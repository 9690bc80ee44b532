//! Unit conversion utilities.
//!
//! DrawingML positions and sizes are English Metric Units (EMU): 914 400 per
//! inch, 12 700 per point. This module converts between EMU and the units
//! used in deck layouts and configuration files.

use crate::Result;
use serde::de::{self, Deserializer};
use serde::{Deserialize, Serialize, Serializer};
use std::fmt;
use std::str::FromStr;

/// A length in English Metric Units.
pub type Emu = i64;

pub const EMUS_PER_INCH: i64 = 914_400;
pub const EMUS_PER_CM: i64 = 360_000;
pub const EMUS_PER_MM: i64 = 36_000;
pub const EMUS_PER_PT: i64 = 12_700;

/// Convert inches to EMU, truncating toward zero.
///
/// ```
/// use chartdeck::common::unit::inches;
/// assert_eq!(inches(10.0), 9_144_000);
/// assert_eq!(inches(5.625), 5_143_500);
/// ```
#[inline]
pub fn inches(value: f64) -> Emu {
    (value * EMUS_PER_INCH as f64) as i64
}

/// Convert points to EMU, truncating toward zero.
#[inline]
pub fn pt(value: f64) -> Emu {
    (value * EMUS_PER_PT as f64) as i64
}

#[inline]
pub fn emu_to_inches(emu: Emu) -> f64 {
    emu as f64 / EMUS_PER_INCH as f64
}

#[inline]
pub fn emu_to_pt_f64(emu: Emu) -> f64 {
    emu as f64 / EMUS_PER_PT as f64
}

#[inline]
pub fn px_to_emu(px: u32, dpi: u32) -> Emu {
    ((px as f64) * EMUS_PER_INCH as f64 / dpi as f64) as i64
}

/// Font size in hundredths of a point, the unit of the DrawingML `sz` attribute.
#[inline]
pub fn font_size_centipoints(size_pt: f64) -> u32 {
    (size_pt * 100.0).round() as u32
}

/// Supported length units
#[derive(Debug, Clone, Copy, PartialEq, Eq)]
pub enum LengthUnit {
    /// Inch
    Inch,
    /// Centimeter
    Centimeter,
    /// Millimeter
    Millimeter,
    /// Point (1/72 inch)
    Point,
    /// English Metric Unit
    Emu,
}

impl LengthUnit {
    /// Get the unit abbreviation
    #[inline]
    pub fn as_str(&self) -> &'static str {
        match self {
            Self::Inch => "in",
            Self::Centimeter => "cm",
            Self::Millimeter => "mm",
            Self::Point => "pt",
            Self::Emu => "emu",
        }
    }

    /// Parse unit from string
    fn from_str_internal(s: &str) -> Option<Self> {
        match s {
            "in" | "inch" => Some(Self::Inch),
            "cm" => Some(Self::Centimeter),
            "mm" => Some(Self::Millimeter),
            "pt" => Some(Self::Point),
            "emu" => Some(Self::Emu),
            _ => None,
        }
    }

    #[inline]
    fn emus_per_unit(&self) -> f64 {
        match self {
            Self::Inch => EMUS_PER_INCH as f64,
            Self::Centimeter => EMUS_PER_CM as f64,
            Self::Millimeter => EMUS_PER_MM as f64,
            Self::Point => EMUS_PER_PT as f64,
            Self::Emu => 1.0,
        }
    }
}

impl FromStr for LengthUnit {
    type Err = crate::Error;

    fn from_str(s: &str) -> Result<Self> {
        Self::from_str_internal(s)
            .ok_or_else(|| crate::Error::Config(format!("Unknown length unit '{}'", s)))
    }
}

impl fmt::Display for LengthUnit {
    fn fmt(&self, f: &mut fmt::Formatter<'_>) -> fmt::Result {
        write!(f, "{}", self.as_str())
    }
}

/// Length value with unit
///
/// Layout parameters in configuration files are written as lengths such as
/// `"0.8in"`, `"28pt"` or `"2cm"`.
///
/// # Examples
///
/// ```
/// use chartdeck::common::unit::{Length, LengthUnit};
///
/// let band = "0.8in".parse::<Length>().unwrap();
/// assert_eq!(band.unit(), LengthUnit::Inch);
/// assert_eq!(band.to_emu(), 731_520);
///
/// let length = Length::new(10.0, LengthUnit::Point);
/// assert_eq!(length.to_string(), "10pt");
/// ```
#[derive(Debug, Clone, Copy, PartialEq)]
pub struct Length {
    value: f64,
    unit: LengthUnit,
}

impl Length {
    /// Create a new length measurement
    #[inline]
    pub const fn new(value: f64, unit: LengthUnit) -> Self {
        Self { value, unit }
    }

    #[inline]
    pub const fn inches(value: f64) -> Self {
        Self::new(value, LengthUnit::Inch)
    }

    #[inline]
    pub const fn points(value: f64) -> Self {
        Self::new(value, LengthUnit::Point)
    }

    /// Get the numeric value
    #[inline]
    pub fn value(&self) -> f64 {
        self.value
    }

    /// Get the unit
    #[inline]
    pub fn unit(&self) -> LengthUnit {
        self.unit
    }

    /// Convert to EMU, truncating toward zero.
    #[inline]
    pub fn to_emu(&self) -> Emu {
        (self.value * self.unit.emus_per_unit()) as i64
    }
}

impl FromStr for Length {
    type Err = crate::Error;

    fn from_str(s: &str) -> Result<Self> {
        let s = s.trim();
        let split = s
            .find(|c: char| c.is_ascii_alphabetic())
            .ok_or_else(|| crate::Error::Config(format!("Length '{}' has no unit", s)))?;
        let (number, unit) = s.split_at(split);

        let value = number
            .trim()
            .parse::<f64>()
            .map_err(|_| crate::Error::Config(format!("Invalid length value in '{}'", s)))?;
        if !value.is_finite() {
            return Err(crate::Error::Config(format!("Invalid length value in '{}'", s)));
        }

        Ok(Self::new(value, unit.parse()?))
    }
}

impl fmt::Display for Length {
    fn fmt(&self, f: &mut fmt::Formatter<'_>) -> fmt::Result {
        write!(f, "{}{}", self.value, self.unit)
    }
}

impl Serialize for Length {
    fn serialize<S: Serializer>(&self, serializer: S) -> std::result::Result<S::Ok, S::Error> {
        serializer.collect_str(self)
    }
}

impl<'de> Deserialize<'de> for Length {
    fn deserialize<D: Deserializer<'de>>(deserializer: D) -> std::result::Result<Self, D::Error> {
        let s = String::deserialize(deserializer)?;
        s.parse().map_err(de::Error::custom)
    }
}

**Exercise brief**
Only the lines holding "Clone" are wanted, so copy each of them from the material.

**Result**
#[derive(Debug, Clone, Copy, PartialEq, Eq)]
#[derive(Debug, Clone, Copy, PartialEq)]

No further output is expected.